## DATA SHOWN
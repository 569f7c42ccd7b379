//! Landing theme persistence.
//!
//! DESIGN
//! ======
//! The `creators.landing_theme` column holds whatever the editor last wrote:
//! possibly partial, possibly from an older shape, occasionally a JSON
//! string. Reads always go through `landing::parse_stored_theme`, so callers
//! only ever see a complete `Theme`. Writes always store a complete theme,
//! so the column converges to the canonical shape after the first save.
//!
//! Concurrent saves are last-write-wins.

use landing::{Theme, ThemeAction, parse_stored_theme, reduce, resolve_theme};
use serde_json::Value;
use sqlx::PgPool;
use tracing::info;
use uuid::Uuid;

#[derive(Debug, thiserror::Error)]
pub enum ThemeError {
    #[error("creator not found: {0}")]
    NotFound(Uuid),
    #[error(transparent)]
    Action(#[from] landing::EditorError),
    #[error("theme encode failed: {0}")]
    Encode(#[from] serde_json::Error),
    #[error("database error: {0}")]
    Database(#[from] sqlx::Error),
}

impl crate::frame::ErrorCode for ThemeError {
    fn error_code(&self) -> &'static str {
        match self {
            Self::NotFound(_) => "E_CREATOR_NOT_FOUND",
            Self::Action(_) => "E_THEME_ACTION_INVALID",
            Self::Encode(_) => "E_THEME_ENCODE",
            Self::Database(_) => "E_DATABASE",
        }
    }

    fn retryable(&self) -> bool {
        matches!(self, Self::Database(_))
    }
}

/// Load the resolved theme of a creator.
///
/// # Errors
///
/// Returns `NotFound` if the creator does not exist.
pub async fn load_theme(pool: &PgPool, creator_id: Uuid) -> Result<Theme, ThemeError> {
    let row = sqlx::query_as::<_, (Option<Value>,)>("SELECT landing_theme FROM creators WHERE id = $1")
        .bind(creator_id)
        .fetch_optional(pool)
        .await?;
    let Some((stored,)) = row else {
        return Err(ThemeError::NotFound(creator_id));
    };
    Ok(parse_stored_theme(stored.as_ref()))
}

/// Merge a (possibly partial) theme body with defaults and store it.
///
/// # Errors
///
/// Returns `NotFound` if the creator does not exist.
pub async fn save_theme(pool: &PgPool, creator_id: Uuid, body: &Value) -> Result<Theme, ThemeError> {
    let theme = resolve_theme(body);
    store_theme(pool, creator_id, &theme).await?;
    Ok(theme)
}

/// Apply one editor action to the stored theme and store the result.
///
/// # Errors
///
/// Returns `Action` if the action is invalid for the current theme (nothing
/// is written), or `NotFound` if the creator does not exist.
pub async fn apply_action(pool: &PgPool, creator_id: Uuid, action: ThemeAction) -> Result<Theme, ThemeError> {
    let current = load_theme(pool, creator_id).await?;
    let next = reduce(&current, action)?;
    if next != current {
        store_theme(pool, creator_id, &next).await?;
    }
    Ok(next)
}

/// Write a complete theme.
///
/// # Errors
///
/// Returns `NotFound` if no row was updated.
pub async fn store_theme(pool: &PgPool, creator_id: Uuid, theme: &Theme) -> Result<(), ThemeError> {
    let encoded = serde_json::to_value(theme)?;
    let result = sqlx::query("UPDATE creators SET landing_theme = $2, updated_at = now() WHERE id = $1")
        .bind(creator_id)
        .bind(encoded)
        .execute(pool)
        .await?;
    if result.rows_affected() == 0 {
        return Err(ThemeError::NotFound(creator_id));
    }
    info!(%creator_id, layout = theme.layout.as_str(), "landing theme saved");
    Ok(())
}

#[cfg(test)]
#[path = "theme_test.rs"]
mod tests;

## INSTRUCTIONS FOR THE TASK
Output the line containing "Uuid, action: ThemeAction)" and each line after it through the close of the entries, unchanged and with no other lines.

## COMPLETED EXERCISE
pub async fn apply_action(pool: &PgPool, creator_id: Uuid, action: ThemeAction) -> Result<Theme, ThemeError> {
    let current = load_theme(pool, creator_id).await?;
    let next = reduce(&current, action)?;
    if next != current {
        store_theme(pool, creator_id, &next).await?;
    }
    Ok(next)
}

/// Write a complete theme.
///
/// # Errors
///
/// Returns `NotFound` if no row was updated.
pub async fn store_theme(pool: &PgPool, creator_id: Uuid, theme: &Theme) -> Result<(), ThemeError> {
    let encoded = serde_json::to_value(theme)?;
    let result = sqlx::query("UPDATE creators SET landing_theme = $2, updated_at = now() WHERE id = $1")
        .bind(creator_id)
        .bind(encoded)
        .execute(pool)
        .await?;
    if result.rows_affected() == 0 {
        return Err(ThemeError::NotFound(creator_id));
    }
    info!(%creator_id, layout = theme.layout.as_str(), "landing theme saved");
    Ok(())
}

#[cfg(test)]
#[path = "theme_test.rs"]
mod tests;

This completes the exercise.